In a country like Indonesia, where creativity seems to bloom in its every corner, and where talent blossoms in the palms of its people, it is hard to ignore the beauty of the country’s local handicrafts. Passed down from one generation to another, handicraft is a national treasure that continues to develop alongside contemporary design.

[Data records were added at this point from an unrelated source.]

#[cfg(test)]
mod tests {
    use super::*;
    use ::image::{DynamicImage, ImageFormat, Rgb, RgbImage};
    use std::io::Cursor;

    fn jpeg_raster(width: u32, height: u32) -> ResampledRaster {
        let img = RgbImage::from_pixel(width, height, Rgb([200, 30, 30]));
        let mut encoded_data = Vec::new();
        DynamicImage::ImageRgb8(img)
            .write_to(&mut Cursor::new(&mut encoded_data), ImageFormat::Jpeg)
            .expect("encode jpeg");
        ResampledRaster {
            pixel_width: width,
            pixel_height: height,
            encoded_data,
        }
    }

    fn placement() -> PlacementRect {
        PlacementRect {
            x: 10.0,
            y: 20.0,
            width: 190.0,
            height: 95.0,
        }
    }

    /// Width, height and filter of every image XObject in the document.
    fn embedded_images(doc: &lopdf::Document) -> Vec<(i64, i64, Vec<u8>)> {
        doc.objects
            .values()
            .filter_map(|object| {
                let dict = &object.as_stream().ok()?.dict;
                if dict.get(b"Subtype").and_then(|o| o.as_name()).ok()? != b"Image" {
                    return None;
                }
                let width = dict.get(b"Width").and_then(|o| o.as_i64()).ok()?;
                let height = dict.get(b"Height").and_then(|o| o.as_i64()).ok()?;
                let filter = dict
                    .get(b"Filter")
                    .and_then(|o| o.as_name())
                    .map(<[u8]>::to_vec)
                    .unwrap_or_default();
                Some((width, height, filter))
            })
            .collect()
    }

    fn page_operations(doc: &lopdf::Document, page_number: u32) -> Vec<lopdf::content::Operation> {
        let page_id = doc.get_pages()[&page_number];
        let content = doc.get_page_content(page_id).expect("page content");
        lopdf::content::Content::decode(&content).expect("decode content").operations
    }

    /// Every string shown with `Tj` or `TJ` on the page.
    fn shown_text(operations: &[lopdf::content::Operation]) -> Vec<String> {
        fn collect(object: &lopdf::Object, out: &mut Vec<String>) {
            match object {
                lopdf::Object::String(bytes, _) => out.push(String::from_utf8_lossy(bytes).into_owned()),
                lopdf::Object::Array(items) => items.iter().for_each(|item| collect(item, out)),
                _ => {}
            }
        }
        let mut out = Vec::new();
        for op in operations.iter().filter(|op| op.operator == "Tj" || op.operator == "TJ") {
            op.operands.iter().for_each(|operand| collect(operand, &mut out));
        }
        out
    }

    #[test]
    fn writes_one_pdf_page_per_add_page() {
        let raster = jpeg_raster(40, 20);
        let mut sink = PdfSink::new();
        sink.begin_document(&PageSettings::default()).expect("begin");
        for i in 0..3 {
            sink.add_page(&raster, &placement(), i, 3).expect("add_page");
            sink.annotate_text(&format!("{} / 3", i + 1), 200.0, 287.0, TextAlign::Right)
                .expect("annotate");
        }
        let bytes = sink.finalize().expect("finalize");

        assert!(bytes.starts_with(b"%PDF"));
        let parsed = lopdf::Document::load_mem(&bytes).expect("valid PDF");
        assert_eq!(parsed.get_pages().len(), 3);

        let images = embedded_images(&parsed);
        assert_eq!(images.len(), 3);
        for (width, height, filter) in &images {
            assert_eq!((*width, *height), (40, 20));
            assert_eq!(filter.as_slice(), b"DCTDecode");
        }

        // The image matrix maps the unit square onto the placement, flipped
        // to a bottom-left origin.
        let ops = page_operations(&parsed, 1);
        let cm = ops.iter().find(|op| op.operator == "cm").expect("image transform");
        let values: Vec<f32> = cm.operands.iter().map(|o| o.as_float().expect("number")).collect();
        let rect = placement();
        let expected = [
            Mm(rect.width).into_pt().0,
            0.0,
            0.0,
            Mm(rect.height).into_pt().0,
            Mm(rect.x).into_pt().0,
            Mm(297.0 - rect.y - rect.height).into_pt().0,
        ];
        for (got, want) in values.iter().zip(expected) {
            assert!((got - want).abs() < 0.05, "cm {values:?}, expected {expected:?}");
        }
        assert!(ops.iter().any(|op| op.operator == "Do"));

        assert!(shown_text(&ops).iter().any(|t| t.contains("1 / 3")), "{:?}", shown_text(&ops));
        assert!(shown_text(&page_operations(&parsed, 3)).iter().any(|t| t.contains("3 / 3")));
    }

    #[test]
    fn embedded_image_keeps_capped_raster_size() {
        // Well above printpdf's default 2 MB downscaling threshold as RGB.
        let raster = jpeg_raster(1000, 2000);
        let mut sink = PdfSink::new();
        sink.begin_document(&PageSettings::default()).expect("begin");
        sink.add_page(&raster, &placement(), 0, 1).expect("add_page");
        let bytes = sink.finalize().expect("finalize");

        let parsed = lopdf::Document::load_mem(&bytes).expect("valid PDF");
        assert_eq!(embedded_images(&parsed), vec![(1000, 2000, b"DCTDecode".to_vec())]);
    }

    #[test]
    fn quality_controls_embedded_size() {
        let img = RgbImage::from_fn(256, 256, |x, y| {
            Rgb([(x * 7 % 256) as u8, (y * 13 % 256) as u8, ((x ^ y) % 256) as u8])
        });
        let mut jpeg = Vec::new();
        DynamicImage::ImageRgb8(img)
            .write_to(&mut Cursor::new(&mut jpeg), ImageFormat::Jpeg)
            .expect("encode jpeg");
        let raster = ResampledRaster {
            pixel_width: 256,
            pixel_height: 256,
            encoded_data: jpeg,
        };

        let document_len = |jpeg_quality: f32| {
            let settings = PageSettings {
                jpeg_quality,
                ..PageSettings::default()
            };
            let mut sink = PdfSink::new();
            sink.begin_document(&settings).expect("begin");
            sink.add_page(&raster, &placement(), 0, 1).expect("add_page");
            sink.finalize().expect("finalize").len()
        };

        let low = document_len(0.1);
        let high = document_len(1.0);
        assert!(low < high, "q=0.1 gave {low} bytes, q=1.0 gave {high}");
    }

    #[test]
    fn operations_before_begin_are_rejected() {
        let mut sink = PdfSink::new();
        assert!(matches!(
            sink.add_page(&jpeg_raster(4, 4), &placement(), 0, 1),
            Err(BildwerkError::Sink(_))
        ));
        assert!(matches!(sink.finalize(), Err(BildwerkError::Sink(_))));
    }

    #[test]
    fn annotation_needs_a_page() {
        let mut sink = PdfSink::new();
        sink.begin_document(&PageSettings::default()).expect("begin");
        let err = sink.annotate_text("1 / 1", 200.0, 287.0, TextAlign::Right).unwrap_err();
        assert!(matches!(err, BildwerkError::Sink(_)));
    }

    #[test]
    fn finalize_consumes_the_document() {
        let mut sink = PdfSink::new();
        sink.begin_document(&PageSettings::default()).expect("begin");
        sink.add_page(&jpeg_raster(8, 8), &placement(), 0, 1).expect("add_page");
        sink.finalize().expect("first finalize");
        assert!(sink.finalize().is_err());
    }

    #[test]
    fn empty_document_is_rejected() {
        let mut sink = PdfSink::new();
        sink.begin_document(&PageSettings::default()).expect("begin");
        assert!(matches!(sink.finalize(), Err(BildwerkError::Sink(_))));
    }

    #[test]
    fn non_jpeg_raster_is_a_sink_error() {
        let mut sink = PdfSink::new();
        sink.begin_document(&PageSettings::default()).expect("begin");
        let bogus = ResampledRaster {
            pixel_width: 2,
            pixel_height: 2,
            encoded_data: vec![1, 2, 3],
        };
        assert!(matches!(sink.add_page(&bogus, &placement(), 0, 1), Err(BildwerkError::Sink(_))));
    }

    #[test]
    fn page_number_width_uses_helvetica_metrics() {
        // "12 / 34": four digits, two spaces, one slash.
        let width = helvetica_width_pt("12 / 34", 10.0);
        let expected = (4.0 * 556.0 + 3.0 * 278.0) / 1000.0 * 10.0;
        assert!((width - expected).abs() < 1e-4);
    }
}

It is believed that the old textile coloration technique called “Batik” came from Java, and was adopted in different ways by various ethnic groups in Indonesia. Nowadays, although there are many misconceptions of “Batik” being an industrially printed textile, the authentic “Batik” textiles are actually hand-made. One should be grateful that some artisans are strong-willed enough to retain the true culture of “Batik Tulis” (purely hand-painted Batik), even until today. In this craft zone are presented some examples of “Batik Tulis”, with cutting and pattern deriving from Betawi culture. “Keladi” flowers are often present as motif in the pieces, as it I is believed to be the source of health, whilst ornaments such as metal coins, representing happiness and wealth, add to the exquisiteness of the products.

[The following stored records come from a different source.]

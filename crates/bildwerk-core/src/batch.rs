// SPDX-License-Identifier: PMPL-1.0-or-later
// Copyright (c) 2026 Jonathan D.A. Jewell (hyperpolymath) <jonathan.jewell@open.ac.uk>
//
// Ordered, caller-owned collection of source images awaiting a run.

use tracing::{debug, info, warn};

use crate::error::{BildwerkError, Result};
use crate::types::{MimeType, SourceImage};

/// The images queued for conversion, in page order.
///
/// Enforces the MIME allow-list and skips duplicates (same name and byte
/// size). A run works on a [`snapshot`](Self::snapshot), so editing the batch
/// afterwards never affects a run in flight.
#[derive(Debug, Clone, Default)]
pub struct ImageBatch {
    images: Vec<SourceImage>,
}

impl ImageBatch {
    pub fn new() -> Self {
        Self::default()
    }

    /// Accept an upload. Returns `Ok(false)` when an identical file is already
    /// queued, and an error when the MIME type is not accepted.
    pub fn add(&mut self, name: &str, mime: &str, bytes: Vec<u8>) -> Result<bool> {
        let mime_type = MimeType::from_mime(mime)
            .ok_or_else(|| BildwerkError::UnsupportedMime(mime.to_string()))?;
        let size = bytes.len() as u64;

        if self.contains(name, size) {
            warn!(name, size, "duplicate image skipped");
            return Ok(false);
        }

        self.images.push(SourceImage::new(name, mime_type, bytes));
        debug!(name, size, count = self.images.len(), "image queued");
        Ok(true)
    }

    /// Whether an image with this name and size is already queued.
    pub fn contains(&self, name: &str, size: u64) -> bool {
        self.images
            .iter()
            .any(|img| img.identity().name == name && img.identity().size == size)
    }

    /// Rotate the image at `index` a further 90 degrees clockwise.
    pub fn rotate(&mut self, index: usize) -> Result<()> {
        let image = self.get_mut(index)?;
        image.rotate();
        debug!(index, rotation = %image.rotation(), "image rotated");
        Ok(())
    }

    pub fn remove(&mut self, index: usize) -> Result<SourceImage> {
        self.check_index(index)?;
        Ok(self.images.remove(index))
    }

    /// Move the image at `from` so that it ends up at position `to`.
    pub fn move_item(&mut self, from: usize, to: usize) -> Result<()> {
        self.check_index(from)?;
        self.check_index(to)?;
        if from != to {
            let item = self.images.remove(from);
            self.images.insert(to, item);
        }
        Ok(())
    }

    pub fn clear(&mut self) {
        info!(count = self.images.len(), "clearing image batch");
        self.images.clear();
    }

    pub fn len(&self) -> usize {
        self.images.len()
    }

    pub fn is_empty(&self) -> bool {
        self.images.is_empty()
    }

    /// Sum of the encoded payload sizes.
    pub fn total_bytes(&self) -> u64 {
        self.images.iter().map(|img| img.identity().size).sum()
    }

    pub fn images(&self) -> &[SourceImage] {
        &self.images
    }

    /// An immutable copy of the current order, for handing to a run.
    pub fn snapshot(&self) -> Vec<SourceImage> {
        self.images.clone()
    }

    fn get_mut(&mut self, index: usize) -> Result<&mut SourceImage> {
        let len = self.images.len();
        self.images.get_mut(index).ok_or_else(|| {
            BildwerkError::InvalidConfig(format!("image index {index} out of range (batch has {len})"))
        })
    }

    fn check_index(&self, index: usize) -> Result<()> {
        if index < self.images.len() {
            Ok(())
        } else {
            Err(BildwerkError::InvalidConfig(format!(
                "image index {index} out of range (batch has {})",
                self.images.len()
            )))
        }
    }
}

#[cfg(test)]
mod tests {
    use super::*;
    use crate::types::Rotation;

    fn batch_of(names: &[&str]) -> ImageBatch {
        let mut batch = ImageBatch::new();
        for (i, name) in names.iter().enumerate() {
            batch
                .add(name, "image/png", vec![0u8; i + 1])
                .expect("add");
        }
        batch
    }

    fn names(batch: &ImageBatch) -> Vec<&str> {
        batch.images().iter().map(SourceImage::name).collect()
    }

    #[test]
    fn rejects_unsupported_mime() {
        let mut batch = ImageBatch::new();
        let err = batch.add("anim.gif", "image/gif", vec![1, 2, 3]).unwrap_err();
        assert!(matches!(err, BildwerkError::UnsupportedMime(_)));
        assert!(batch.is_empty());
    }

    #[test]
    fn skips_duplicates_by_name_and_size() {
        let mut batch = ImageBatch::new();
        assert!(batch.add("a.png", "image/png", vec![0; 10]).expect("first"));
        assert!(!batch.add("a.png", "image/png", vec![1; 10]).expect("dup"));
        // Same name, different size is a different file.
        assert!(batch.add("a.png", "image/png", vec![0; 11]).expect("resized"));
        assert_eq!(batch.len(), 2);
        assert_eq!(batch.total_bytes(), 21);
    }

    #[test]
    fn reorder_and_remove() {
        let mut batch = batch_of(&["a", "b", "c", "d"]);
        batch.move_item(0, 2).expect("move");
        assert_eq!(names(&batch), ["b", "c", "a", "d"]);

        let removed = batch.remove(1).expect("remove");
        assert_eq!(removed.name(), "c");
        assert_eq!(names(&batch), ["b", "a", "d"]);

        assert!(batch.move_item(0, 9).is_err());
        assert!(batch.remove(3).is_err());
    }

    #[test]
    fn rotate_affects_only_target() {
        let mut batch = batch_of(&["a", "b"]);
        batch.rotate(1).expect("rotate");
        batch.rotate(1).expect("rotate");
        assert_eq!(batch.images()[0].rotation(), Rotation::NONE);
        assert_eq!(batch.images()[1].rotation(), Rotation::CW_180);
        assert!(batch.rotate(5).is_err());
    }

    #[test]
    fn snapshot_is_detached_from_later_edits() {
        let mut batch = batch_of(&["a", "b"]);
        let snapshot = batch.snapshot();
        batch.clear();
        assert!(batch.is_empty());
        assert_eq!(snapshot.len(), 2);
        assert_eq!(snapshot[1].name(), "b");
    }
}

Through this exhibit, the elegant “Batik Gobang” (Jakarta’s most celebrated Batik pattern) is exposed to the international public. The motifs are inspired by everyday Betawi icons, but also certain flora and fauna that are typical to the land and water of Jakarta, such as orchid, flamboyant, betel leaf, rambutan fruit, padda bird, betta fish, and butterfly. Once again, the eight icons of Jakarta are materialised through the practice of arts.